Stem Cell and Regenerative Medicine

Biography

Biography: Michaela Hajkovaa

Abstract

The immunosuppressive effects of systemically administered mesenchymal stem cells (MSCs) and immunosuppressive drugs have been well documented. In several studies it has been shown that the administration of MSCs in combination with different types of immunosuppressive drugs prolongs allograft survival for a longer period of time than the use of MSCs or the drug alone. In our study mechanism of therapeutic effect of MSCs applied locally in combination with cyclosporine A (CsA) in a mouse model of allogeneic skin transplantation was analyzed. We have shown that MSCs seeded on a CsA loaded nanofiber scaffolds applied on skin grafts migrated to the graft bed and draining lymph nodes and altered individual parameters of the local immune response.

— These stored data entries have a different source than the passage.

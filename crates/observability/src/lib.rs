//! # Observability
//!
//! 可观测性模块：Tracing + Prometheus 指标。
//!
//! ## 功能
//!
//! - Tracing 初始化 (JSON/Pretty/Compact 格式)
//! - Prometheus 指标导出
//! - Broker 事件、发布、周期 tick 指标记录
//!
//! ## 使用示例
//!
//! ```ignore
//! use observability::{init, record_publish};
//!
//! // 初始化
//! observability::init()?;
//!
//! // 记录发布结果
//! record_publish("newest", true);
//! ```

pub mod metrics;

use anyhow::{Context, Result};
use metrics_exporter_prometheus::PrometheusBuilder;
use tracing_subscriber::{fmt, layer::SubscriberExt, util::SubscriberInitExt, EnvFilter, Layer};

// Re-exports
pub use crate::metrics::{
    record_event_dropped, record_event_received, record_handler_panic, record_ingest_queue_len,
    record_publish, record_replay_published, record_tick, record_write,
};

/// 初始化可观测性（Tracing + Prometheus）
///
/// - Tracing: JSON 格式，支持 RUST_LOG 环境变量
/// - Prometheus: 监听 0.0.0.0:9000
pub fn init() -> Result<()> {
    init_with_config(ObservabilityConfig::default())
}

/// 可观测性配置
#[derive(Debug, Clone)]
pub struct ObservabilityConfig {
    /// 日志格式
    pub log_format: LogFormat,
    /// Prometheus 端口 (None = 禁用)
    pub metrics_port: Option<u16>,
    /// 默认日志级别
    pub default_log_level: String,
}

impl Default for ObservabilityConfig {
    fn default() -> Self {
        Self {
            log_format: LogFormat::Json,
            metrics_port: Some(9000),
            default_log_level: "info".to_string(),
        }
    }
}

/// 日志格式
#[derive(Debug, Clone, Copy, Default, PartialEq, Eq)]
pub enum LogFormat {
    /// JSON 结构化日志
    #[default]
    Json,
    /// 人类可读格式
    Pretty,
    /// 紧凑单行格式
    Compact,
}

/// 使用自定义配置初始化
pub fn init_with_config(config: ObservabilityConfig) -> Result<()> {
    // 1. Initialize Tracing
    let filter = EnvFilter::try_from_default_env()
        .unwrap_or_else(|_| EnvFilter::new(&config.default_log_level));

    let fmt_layer = match config.log_format {
        LogFormat::Json => fmt::layer()
            .json()
            .with_target(true)
            .with_thread_ids(true)
            .with_thread_names(true)
            .with_file(true)
            .with_line_number(true)
            .boxed(),
        LogFormat::Pretty => fmt::layer().pretty().boxed(),
        LogFormat::Compact => fmt::layer().compact().boxed(),
    };

    tracing_subscriber::registry()
        .with(filter)
        .with(fmt_layer)
        .try_init()
        .context("Failed to initialize tracing subscriber")?;

    // 2. Initialize Prometheus Exporter (if enabled)
    if let Some(port) = config.metrics_port {
        init_metrics_only(port)?;
    }

    tracing::info!(
        log_format = ?config.log_format,
        metrics_port = ?config.metrics_port,
        "Observability initialized"
    );

    Ok(())
}

/// 仅初始化 Prometheus 指标（不初始化 Tracing）
///
/// 用于 Tracing 已由其他模块初始化的场景。
pub fn init_metrics_only(port: u16) -> Result<()> {
    PrometheusBuilder::new()
        .with_http_listener(([0, 0, 0, 0], port))
        .install()
        .context("Failed to install Prometheus recorder")?;

    tracing::info!(port = port, "Prometheus metrics endpoint initialized");
    Ok(())
}
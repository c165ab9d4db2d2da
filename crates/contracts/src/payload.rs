//! BrokerPayload - wire envelope for inbound and outbound messages
//!
//! JSON object with the field names existing clients already speak:
//! `block_id`, `block_index`, `client_id`, `client_seq`, `events`,
//! `block_start`, `index_start`, `block_end`, `index_end`.

use serde::{Deserialize, Deserializer, Serialize};

use crate::{ChainTransaction, ContractError, DatabaseId, Intent, NodeId};

/// Statement argument value
///
/// Variant order is the decode order: integers that overflow `i64` land in
/// `Unsigned`, and arrays or objects fall through to `Other` unchanged.
#[derive(Debug, Clone, PartialEq, Serialize, Deserialize)]
#[serde(untagged)]
pub enum ArgValue {
    Null,
    Bool(bool),
    Integer(i64),
    Unsigned(u64),
    Float(f64),
    Text(String),
    Other(serde_json::Value),
}

/// Named statement argument
#[derive(Debug, Clone, PartialEq, Serialize, Deserialize)]
pub struct NamedArg {
    #[serde(rename = "Name", default)]
    pub name: String,

    #[serde(rename = "Value", default = "null_arg")]
    pub value: ArgValue,
}

fn null_arg() -> ArgValue {
    ArgValue::Null
}

/// One SQL statement with its arguments
#[derive(Debug, Clone, Default, PartialEq, Serialize, Deserialize)]
pub struct Statement {
    #[serde(rename = "Pattern", default)]
    pub pattern: String,

    #[serde(rename = "Args", default, deserialize_with = "null_as_empty")]
    pub args: Vec<NamedArg>,
}

impl Statement {
    /// Statement without arguments
    pub fn new(pattern: impl Into<String>) -> Self {
        Self {
            pattern: pattern.into(),
            args: Vec::new(),
        }
    }

    /// Append a named argument
    pub fn with_arg(mut self, name: impl Into<String>, value: ArgValue) -> Self {
        self.args.push(NamedArg {
            name: name.into(),
            value,
        });
        self
    }
}

/// Wire envelope
///
/// Missing keys decode as zero / empty, so a write request only needs
/// `client_seq` and `events`, and a replay request only the range fields.
#[derive(Debug, Clone, Default, PartialEq, Serialize, Deserialize)]
#[serde(default)]
pub struct BrokerPayload {
    /// Committed block count, `-1` meaning most recent
    pub block_id: i32,

    /// Position of the transaction within its block
    pub block_index: i64,

    /// Requesting node of the transaction
    pub client_id: NodeId,

    /// Client-assigned monotonic write sequence number
    #[serde(rename = "client_seq")]
    pub client_sequence: u64,

    /// Ordered statements
    #[serde(deserialize_with = "null_as_empty")]
    pub events: Vec<Statement>,

    // Replay range, inclusive on both ends
    pub block_start: i32,
    pub index_start: i64,
    pub block_end: i32,
    pub index_end: i64,
}

impl BrokerPayload {
    /// Build an outbound payload from a committed transaction
    pub fn from_transaction(block_id: i32, block_index: usize, tx: &ChainTransaction) -> Self {
        let header = &tx.request.header;
        Self {
            block_id,
            block_index: block_index as i64,
            client_id: header.node_id.clone(),
            client_sequence: header.seq_no,
            events: tx.request.statements.clone(),
            ..Default::default()
        }
    }

    /// Replay range carried by this payload
    pub fn replay_range(&self) -> ReplayRange {
        ReplayRange {
            block_start: self.block_start,
            index_start: self.index_start,
            block_end: self.block_end,
            index_end: self.index_end,
        }
    }

    /// Decode from wire bytes
    pub fn decode(bytes: &[u8]) -> Result<Self, ContractError> {
        serde_json::from_slice(bytes).map_err(|e| ContractError::PayloadDecode {
            message: e.to_string(),
        })
    }

    /// Encode to wire bytes
    pub fn encode(&self) -> Result<Vec<u8>, ContractError> {
        serde_json::to_vec(self).map_err(|e| ContractError::PayloadEncode {
            message: e.to_string(),
        })
    }
}

/// Inclusive `(block, index)` range of a replay request
#[derive(Debug, Clone, Copy, PartialEq, Eq)]
pub struct ReplayRange {
    pub block_start: i32,
    pub index_start: i64,
    pub block_end: i32,
    pub index_end: i64,
}

impl ReplayRange {
    /// Start does not exceed end (lexicographic) and no block is negative
    pub fn is_well_formed(&self) -> bool {
        self.block_start >= 0
            && (self.block_start, self.index_start) <= (self.block_end, self.index_end)
    }

    /// Whether a transaction at `index` of `block` should be skipped
    /// because it precedes the start of the range
    pub fn before_start(&self, block: i32, index: i64) -> bool {
        block == self.block_start && index < self.index_start
    }

    /// Whether a transaction at `index` of `block` lies past the end of the range
    pub fn past_end(&self, block: i32, index: i64) -> bool {
        block == self.block_end && index > self.index_end
    }
}

/// One decoded inbound message
///
/// Created by the subscription callback, consumed exactly once by the dispatcher.
#[derive(Debug, Clone, PartialEq)]
pub struct SubscribeEvent {
    pub client_id: NodeId,
    pub database_id: DatabaseId,
    pub intent: Intent,
    pub payload: BrokerPayload,
}

fn null_as_empty<'de, D, T>(deserializer: D) -> Result<Vec<T>, D::Error>
where
    D: Deserializer<'de>,
    T: Deserialize<'de>,
{
    Ok(Option::<Vec<T>>::deserialize(deserializer)?.unwrap_or_default())
}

Among the most significant effects decreasing amount of graft-infiltrating macrophages and their production of nitric oxide was detected. These changes were accompanied with considerable lower production of interferon-gamma cytokine that primes classically activated macrophages. Switch from the proinflammatory, NO producing, M1 phenotype into alternatively activated M2 population of macrophages was further confirmed by the up-regulation of CD206, a marker of M2 population and by significant increase of production of IL-10 by CD206 positive macrophages. In this study we found that application of MSCs in combination with CsA direct macrophage polarization towards development of “healing” alternatively activated macrophage population that might represent important mechanism of MSC-induced suppression of the local inflammatory reaction.